Peter Gerwinski a écrit:
It must be declared in the most inner enclosing block. According to BP, GPC also allows global variables here
A side remark: this is a very stupid BP extension, and it is a pity that gpc allows it (except of course in compatibility mode --borland-pascal). What are the advantages of this "extension": - saving a word of memory, but who cares nowadays of saving a single word of memory (I don't speak of saving storage for large arrays) - saving some keystrokes.

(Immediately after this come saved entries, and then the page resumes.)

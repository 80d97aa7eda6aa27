//! Environment-driven configuration

use anyhow::{Context, Result};
use std::net::SocketAddr;
use std::str::FromStr;
use std::time::Duration;

#[derive(Debug, Clone, Copy, PartialEq, Eq)]
pub enum LogFormat {
    Text,
    Json,
}

#[derive(Debug, Clone)]
pub struct Config {
    pub listen_addr: SocketAddr,
    pub database_url: String,
    /// Remote triage is enabled only when this is set
    pub openai_api_key: Option<String>,
    pub openai_base_url: String,
    pub openai_model: String,
    pub triage_timeout: Duration,
    pub audit_buffer_capacity: usize,
    pub broadcast_capacity: usize,
    pub public_base_url: String,
    pub magic_link_ttl: chrono::Duration,
    pub presence_ttl: chrono::Duration,
    pub log_format: LogFormat,
}

impl Default for Config {
    fn default() -> Self {
        Self {
            listen_addr: SocketAddr::from(([0, 0, 0, 0], 4000)),
            database_url: "sqlite://data/support.db".to_string(),
            openai_api_key: None,
            openai_base_url: "https://api.openai.com/v1".to_string(),
            openai_model: "gpt-4o-mini".to_string(),
            triage_timeout: Duration::from_secs(10),
            audit_buffer_capacity: 10_000,
            broadcast_capacity: 1024,
            public_base_url: "http://localhost:4000".to_string(),
            magic_link_ttl: chrono::Duration::seconds(900),
            presence_ttl: chrono::Duration::seconds(30),
            log_format: LogFormat::Text,
        }
    }
}

impl Config {
    /// Read configuration from the process environment (and `.env`, if present).
    pub fn from_env() -> Result<Self> {
        let _ = dotenvy::dotenv();
        Self::from_lookup(|key| std::env::var(key).ok())
    }

    /// Build from an arbitrary variable source; unset and blank values take
    /// the defaults.
    pub fn from_lookup<F>(lookup: F) -> Result<Self>
    where
        F: Fn(&str) -> Option<String>,
    {
        let get = |key: &str| lookup(key).map(|v| v.trim().to_string()).filter(|v| !v.is_empty());
        let defaults = Self::default();

        let log_format = match get("LOG_FORMAT").as_deref() {
            Some("json") => LogFormat::Json,
            Some("text") | None => LogFormat::Text,
            Some(other) => anyhow::bail!("Invalid LOG_FORMAT {:?} (expected text or json)", other),
        };

        Ok(Self {
            listen_addr: parse_or(get("LISTEN_ADDR"), "LISTEN_ADDR", defaults.listen_addr)?,
            database_url: get("DATABASE_URL").unwrap_or(defaults.database_url),
            openai_api_key: get("OPENAI_API_KEY"),
            openai_base_url: get("OPENAI_BASE_URL").unwrap_or(defaults.openai_base_url),
            openai_model: get("OPENAI_MODEL").unwrap_or(defaults.openai_model),
            triage_timeout: Duration::from_secs(parse_or(
                get("TRIAGE_TIMEOUT_SECS"),
                "TRIAGE_TIMEOUT_SECS",
                defaults.triage_timeout.as_secs(),
            )?),
            audit_buffer_capacity: parse_or(
                get("AUDIT_BUFFER_CAPACITY"),
                "AUDIT_BUFFER_CAPACITY",
                defaults.audit_buffer_capacity,
            )?,
            broadcast_capacity: parse_or(
                get("BROADCAST_CAPACITY"),
                "BROADCAST_CAPACITY",
                defaults.broadcast_capacity,
            )?,
            public_base_url: get("PUBLIC_BASE_URL").unwrap_or(defaults.public_base_url),
            magic_link_ttl: chrono::Duration::seconds(parse_or(
                get("MAGIC_LINK_TTL_SECS"),
                "MAGIC_LINK_TTL_SECS",
                defaults.magic_link_ttl.num_seconds(),
            )?),
            presence_ttl: chrono::Duration::seconds(parse_or(
                get("PRESENCE_TTL_SECS"),
                "PRESENCE_TTL_SECS",
                defaults.presence_ttl.num_seconds(),
            )?),
            log_format,
        })
    }
}

fn parse_or<T>(value: Option<String>, key: &str, default: T) -> Result<T>
where
    T: FromStr,
    T::Err: std::error::Error + Send + Sync + 'static,
{
    match value {
        Some(raw) => raw
            .parse()
            .with_context(|| format!("Invalid {} {:?}", key, raw)),
        None => Ok(default),
    }
}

Many beginners would think so ... What is the disavantage: just try the following small program to produce an infinite loop by "saving" the keystrokes to redeclare the variable "i" in the procedure "test". -------------------------- program essai;
var i:integer;
procedure test; begin for i:=1 to 2 do writeln(i) end;
begin for i:=1 to 4 do test; end. -------------------------- In real life programming finding such a bug in the middle of a few thousand lines program is usually a headache, especially because the fact that something goes wrong is not so obvious. And who has never used small identifiers as mute variables in for loops. Creators of pascal have "thought" to ways of avoiding stupids bugs. It seems that the ideal of many programmers is FORTRAN, whose "advantage" is to "save declarations of variables". Have you ever programmed with such an efficient bug generator? I begun with that.